Stored items
== Segment start ==
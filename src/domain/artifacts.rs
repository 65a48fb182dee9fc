//! Fitted preprocessing state produced by the offline training run.
//!
//! Loaded once at startup, validated, then shared read-only by every request.

use std::collections::HashSet;
use std::path::PathBuf;

use serde::{Deserialize, Serialize};

use super::binning::{AgeGroup, BmiCategory};
use super::features::FeatureColumn;
use super::patient::SmokingStatus;
use super::prediction::{DecisionPolicy, RiskTierCuts, DEFAULT_THRESHOLD};

/// Error type for artifact loading and validation.
#[derive(Debug, thiserror::Error)]
pub enum ArtifactError {
    #[error("Failed to read {}: {source}", path.display())]
    Io {
        path: PathBuf,
        #[source]
        source: std::io::Error,
    },

    #[error("Failed to parse {}: {source}", path.display())]
    Parse {
        path: PathBuf,
        #[source]
        source: serde_json::Error,
    },

    #[error("Invalid artifact: {0}")]
    Invalid(String),

    #[error("Schema mismatch: {0}")]
    SchemaMismatch(String),

    #[error("Integrity check failed: {0}")]
    Integrity(String),
}

/// One value per numeric column.
#[derive(Debug, Clone, Copy, PartialEq, Serialize, Deserialize)]
pub struct NumericColumns {
    pub age: f64,
    pub avg_glucose_level: f64,
    pub bmi: f64,
}

impl NumericColumns {
    fn named(&self) -> [(&'static str, f64); 3] {
        [
            ("age", self.age),
            ("avg_glucose_level", self.avg_glucose_level),
            ("bmi", self.bmi),
        ]
    }
}

/// Fill value for the nullable categorical column (fitted mode).
#[derive(Debug, Clone, Copy, PartialEq, Serialize, Deserialize)]
pub struct CategoricalFill {
    pub smoking_status: SmokingStatus,
}

/// Standard scaler parameters: `(x - mean) / scale`.
#[derive(Debug, Clone, Copy, PartialEq, Serialize, Deserialize)]
pub struct ScalerParams {
    pub mean: NumericColumns,
    pub scale: NumericColumns,
}

#[derive(Debug, Clone, PartialEq, Serialize, Deserialize)]
pub struct FittedState {
    /// Numeric imputer statistics (fill values for missing numerics)
    pub imputer_num: NumericColumns,

    /// Categorical imputer statistics
    pub imputer_cat: CategoricalFill,

    pub scaler: ScalerParams,

    /// Columns the model expects, in order
    pub feature_columns: Vec<FeatureColumn>,

    /// Tuned decision threshold; `None` means 0.5
    #[serde(default)]
    pub optimal_threshold: Option<f64>,

    /// Tier cut points; `None` means HIGH > 0.7, MEDIUM > 0.4
    #[serde(default)]
    pub risk_tiers: Option<RiskTierCuts>,
}

impl FittedState {
    /// Check internal consistency.
    ///
    /// # Errors
    /// Returns `ArtifactError::Invalid` describing the first problem found.
    pub fn validate(&self) -> Result<(), ArtifactError> {
        for (name, fill) in self.imputer_num.named() {
            if !fill.is_finite() {
                return Err(ArtifactError::Invalid(format!(
                    "Imputer fill for '{name}' is not finite"
                )));
            }
        }
        if AgeGroup::from_age(self.imputer_num.age).is_none() {
            return Err(ArtifactError::Invalid(format!(
                "Imputer fill for 'age' ({}) is outside the age_group range {}",
                self.imputer_num.age,
                AgeGroup::RANGE
            )));
        }
        if BmiCategory::from_bmi(self.imputer_num.bmi).is_none() {
            return Err(ArtifactError::Invalid(format!(
                "Imputer fill for 'bmi' ({}) is outside the bmi_category range {}",
                self.imputer_num.bmi,
                BmiCategory::RANGE
            )));
        }

        for ((name, mean), (_, scale)) in self
            .scaler
            .mean
            .named()
            .into_iter()
            .zip(self.scaler.scale.named())
        {
            if !mean.is_finite() {
                return Err(ArtifactError::Invalid(format!(
                    "Scaler mean for '{name}' is not finite"
                )));
            }
            if !scale.is_finite() || scale == 0.0 {
                return Err(ArtifactError::Invalid(format!(
                    "Scaler scale for '{name}' must be finite and non-zero, got {scale}"
                )));
            }
        }

        if self.feature_columns.is_empty() {
            return Err(ArtifactError::Invalid("feature_columns is empty".into()));
        }
        let mut seen = HashSet::new();
        for column in &self.feature_columns {
            if !seen.insert(*column) {
                return Err(ArtifactError::Invalid(format!(
                    "Duplicate feature column '{column}'"
                )));
            }
        }

        self.decision_policy().map(|_| ())
    }

    /// Decision threshold with the 0.5 default applied.
    #[must_use]
    pub fn threshold(&self) -> f64 {
        self.optimal_threshold.unwrap_or(DEFAULT_THRESHOLD)
    }

    /// Build the decision policy carried by this state.
    ///
    /// # Errors
    /// Returns `ArtifactError::Invalid` if the threshold or cut points are out of range.
    pub fn decision_policy(&self) -> Result<DecisionPolicy, ArtifactError> {
        DecisionPolicy::new(self.threshold(), self.risk_tiers.unwrap_or_default())
            .map_err(ArtifactError::Invalid)
    }
}

#[cfg(test)]
mod tests {
    use super::*;
    use crate::test_support::fitted_state;

    #[test]
    fn test_fixture_is_valid() {
        fitted_state().validate().expect("fixture should validate");
    }

    #[test]
    fn test_threshold_defaults_to_half() {
        let mut state = fitted_state();
        state.optimal_threshold = None;
        assert!((state.threshold() - 0.5).abs() < f64::EPSILON);
        assert_eq!(
            state.decision_policy().expect("valid").tiers(),
            RiskTierCuts::default()
        );
    }

    #[test]
    fn test_rejects_zero_scale() {
        let mut state = fitted_state();
        state.scaler.scale.bmi = 0.0;
        assert!(matches!(state.validate(), Err(ArtifactError::Invalid(_))));
    }

    #[test]
    fn test_rejects_duplicate_columns() {
        let mut state = fitted_state();
        state.feature_columns.push(FeatureColumn::Age);
        assert!(state.validate().is_err());
    }

    #[test]
    fn test_rejects_non_monotonic_tiers() {
        let mut state = fitted_state();
        state.risk_tiers = Some(RiskTierCuts {
            high: 0.2,
            medium: 0.6,
        });
        assert!(state.validate().is_err());
    }

    #[test]
    fn test_rejects_unbinnable_age_fill() {
        let mut state = fitted_state();
        state.imputer_num.age = 0.0;
        assert!(state.validate().is_err());
    }

    #[test]
    fn test_parses_training_export() {
        let json = r#"{
            "imputer_num": {"age": 43.2, "avg_glucose_level": 106.1, "bmi": 28.9},
            "imputer_cat": {"smoking_status": "never smoked"},
            "scaler": {
                "mean": {"age": 43.2, "avg_glucose_level": 106.1, "bmi": 28.9},
                "scale": {"age": 22.6, "avg_glucose_level": 45.3, "bmi": 7.7}
            },
            "feature_columns": ["gender", "age", "bmi"]
        }"#;
        let state: FittedState = serde_json::from_str(json).expect("parse");
        assert_eq!(state.imputer_cat.smoking_status, SmokingStatus::NeverSmoked);
        assert_eq!(state.optimal_threshold, None);
        assert_eq!(state.feature_columns.len(), 3);
        state.validate().expect("valid");
    }
}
== Segment end ==
Task goal:
Where a line of the data includes the string "RiskTierCuts", list that line.

Response to the exercise:
use super::prediction::{DecisionPolicy, RiskTierCuts, DEFAULT_THRESHOLD};
    pub risk_tiers: Option<RiskTierCuts>,
            RiskTierCuts::default()
        state.risk_tiers = Some(RiskTierCuts {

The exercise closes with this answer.